El amor de la comunión cristaliza todo lo que la política podría ganar al sustraerse de la metafísica. Primero, es una forma de colectivo que no solo permite la alteridad, sino que la supone, dado que tanto el amor como la comunión suponen una posición externa y que nadie puede amarse ni comulgar consigo mismo. Segundo, permite pensar una unidad desinteresada que se fundamenta, tal como el amor, sobre la simple respuesta a un llamado. Finalmente, permite pensar en un colectivo que, al nunca caer dentro del abismo de la identidad, del ser o de la esencia, no corre el riesgo de la exclusión comunitaria.
Esta política de la comunión se expone, sin embargo, a una objeción evidente. ¿No se trata aquí, a través de un modelo de comunión que se encarna en la Trinidad, de restablecer los viejos modelos teológico-políticos?44. Este sería el caso si es que Marion se encerrase dentro de un Dios metafísico o de una concepción ontológica de la teología, es decir, si el modelo político de la comunión apuntara hacia algún tipo de fundamento.
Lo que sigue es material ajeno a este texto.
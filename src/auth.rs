//! Authenticated caller extraction.
//!
//! Tokens are issued by the identity provider and arrive as
//! `Authorization: Bearer <jwt>`. Handlers that take an [`AuthenticatedUser`]
//! argument reject requests without a valid token before any service code
//! runs.

use std::future::{Ready, ready};

use actix_web::http::StatusCode;
use actix_web::{FromRequest, HttpRequest, HttpResponse, ResponseError, dev::Payload, web};
use jsonwebtoken::{Algorithm, DecodingKey, Validation, decode};
use serde::{Deserialize, Serialize};
use thiserror::Error;

use crate::models::config::ServerConfig;
use crate::routes::ApiResponse;

/// Group membership required for venue-operator operations.
pub const VENUE_GROUP: &str = "venue";

/// Verified claims of the caller.
#[derive(Debug, Clone, Serialize, Deserialize)]
pub struct AuthenticatedUser {
    /// Unique subject assigned by the identity provider.
    pub sub: String,
    pub email: String,
    #[serde(rename = "cognito:groups", default)]
    pub groups: Vec<String>,
    pub exp: usize,
}

impl AuthenticatedUser {
    pub fn in_group(&self, group: &str) -> bool {
        self.groups.iter().any(|g| g == group)
    }
}

/// Verifies bearer tokens against the configured secret.
#[derive(Clone)]
pub struct JwtVerifier {
    key: DecodingKey,
    validation: Validation,
}

impl JwtVerifier {
    pub fn new(secret: &str, issuer: Option<&str>, audience: Option<&str>) -> Self {
        let mut validation = Validation::new(Algorithm::HS256);
        if let Some(issuer) = issuer {
            validation.set_issuer(&[issuer]);
        }
        match audience {
            Some(audience) => validation.set_audience(&[audience]),
            None => validation.validate_aud = false,
        }
        Self {
            key: DecodingKey::from_secret(secret.as_bytes()),
            validation,
        }
    }

    pub fn from_config(config: &ServerConfig) -> Self {
        Self::new(
            &config.jwt_secret,
            config.jwt_issuer.as_deref(),
            config.jwt_audience.as_deref(),
        )
    }

    pub fn verify(&self, token: &str) -> Result<AuthenticatedUser, AuthError> {
        decode::<AuthenticatedUser>(token, &self.key, &self.validation)
            .map(|data| data.claims)
            .map_err(|e| {
                log::warn!("Rejected bearer token: {e}");
                AuthError::InvalidToken
            })
    }
}

#[derive(Debug, Error)]
pub enum AuthError {
    #[error("missing bearer token")]
    MissingToken,
    #[error("invalid bearer token")]
    InvalidToken,
    #[error("authentication is not configured")]
    NotConfigured,
}

impl ResponseError for AuthError {
    fn status_code(&self) -> StatusCode {
        match self {
            Self::NotConfigured => StatusCode::INTERNAL_SERVER_ERROR,
            _ => StatusCode::UNAUTHORIZED,
        }
    }

    fn error_response(&self) -> HttpResponse {
        let status = self.status_code();
        HttpResponse::build(status).json(ApiResponse::<()>::error(status, self.to_string()))
    }
}

fn bearer_token(req: &HttpRequest) -> Option<&str> {
    req.headers()
        .get(actix_web::http::header::AUTHORIZATION)?
        .to_str()
        .ok()?
        .strip_prefix("Bearer ")
        .map(str::trim)
        .filter(|token| !token.is_empty())
}

impl FromRequest for AuthenticatedUser {
    type Error = AuthError;
    type Future = Ready<Result<Self, Self::Error>>;

    fn from_request(req: &HttpRequest, _payload: &mut Payload) -> Self::Future {
        let Some(verifier) = req.app_data::<web::Data<JwtVerifier>>() else {
            log::error!("JwtVerifier missing from application data");
            return ready(Err(AuthError::NotConfigured));
        };
        let result = match bearer_token(req) {
            Some(token) => verifier.verify(token),
            None => Err(AuthError::MissingToken),
        };
        ready(result)
    }
}

#[cfg(test)]
mod tests {
    use super::*;
    use jsonwebtoken::{EncodingKey, Header, encode};

    fn token(secret: &str, groups: &[&str]) -> String {
        let claims = AuthenticatedUser {
            sub: "sub-1".into(),
            email: "owner@venue.test".into(),
            groups: groups.iter().map(|g| g.to_string()).collect(),
            exp: 4_102_444_800,
        };
        encode(
            &Header::new(Algorithm::HS256),
            &claims,
            &EncodingKey::from_secret(secret.as_bytes()),
        )
        .unwrap()
    }

    #[test]
    fn verifies_tokens_signed_with_the_secret() {
        let verifier = JwtVerifier::new("secret", None, None);
        let user = verifier.verify(&token("secret", &["venue"])).unwrap();
        assert_eq!(user.sub, "sub-1");
        assert!(user.in_group(VENUE_GROUP));
    }

    #[test]
    fn rejects_tokens_signed_with_another_secret() {
        let verifier = JwtVerifier::new("secret", None, None);
        assert!(matches!(
            verifier.verify(&token("other", &["venue"])),
            Err(AuthError::InvalidToken)
        ));
    }

    #[test]
    fn group_claim_defaults_to_empty() {
        let verifier = JwtVerifier::new("secret", None, None);
        let user = verifier.verify(&token("secret", &[])).unwrap();
        assert!(!user.in_group(VENUE_GROUP));
    }
}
No obstante, precisamente la alteridad de la cual nos habla Marion escapa tanto al ser como al fundamento gracias al modelo del llamado. Esto se evidencia en la oposición que Marion recuerda constantemente entre el poder y la autoridad. Efectivamente, la lógica del don, por definición, no puede suponer el poder, ya que despliega, por el contrario, la lógica del aban-dono. Por este motivo, la política de la comunión no pasa por el poder, sino por la autoridad que genera la obediencia voluntaria de aquellos que se someten a ella45, razón por la cual Marion habla del “impoder [impouvoir]”46 de la política de la comunión.
Conclusión
Aunque Jean-Luc Marion no haya teorizado de manera acabada una filosofía política, podemos, sin embargo, señalar algunas líneas que apuntan hacia lo que sería una política que, a partir de la fenomenología de la donación, podría separarse de la metafísica. Su figura, que podemos llamar “política de la comunión”, presenta una paradoja, lo que no es de sorprender dado el papel fundamental que ocupa la figura de la paradoja en la obra de Marion47. Para salir de la idea metafísica según la cual vivir se limita al hecho de ser y, por lo tanto, para la cual la política se reduce al perseverar en el ser, es necesario operar dos movimientos diferentes. Por un lado, es necesario buscar el punto de estabilización y de unificación del colectivo fuera de este, para liberarse de la reciprocidad y de los intereses individuales; de ahí, la heteronomía sobre la cual hemos insistido. Empero, para no recaer en un sistema teológico-político metafísico, es necesario que esta exterioridad no tenga la forma de un fundamento, de una esencia ni de una identidad. Por esta razón, esta exterioridad no puede ser ni el Dios de la metafísica ni un valor, sino que debe tener la forma paradójica de un fundamento que no fundamenta. Entendemos que la política, tal como la piensa Marion, refleja exactamente la figura que encontramos en toda la fenomenología de la donación, es decir, la contra-lógica de las parejas formadas por el amor y de los colectivos unificados por la respuesta a un llamado.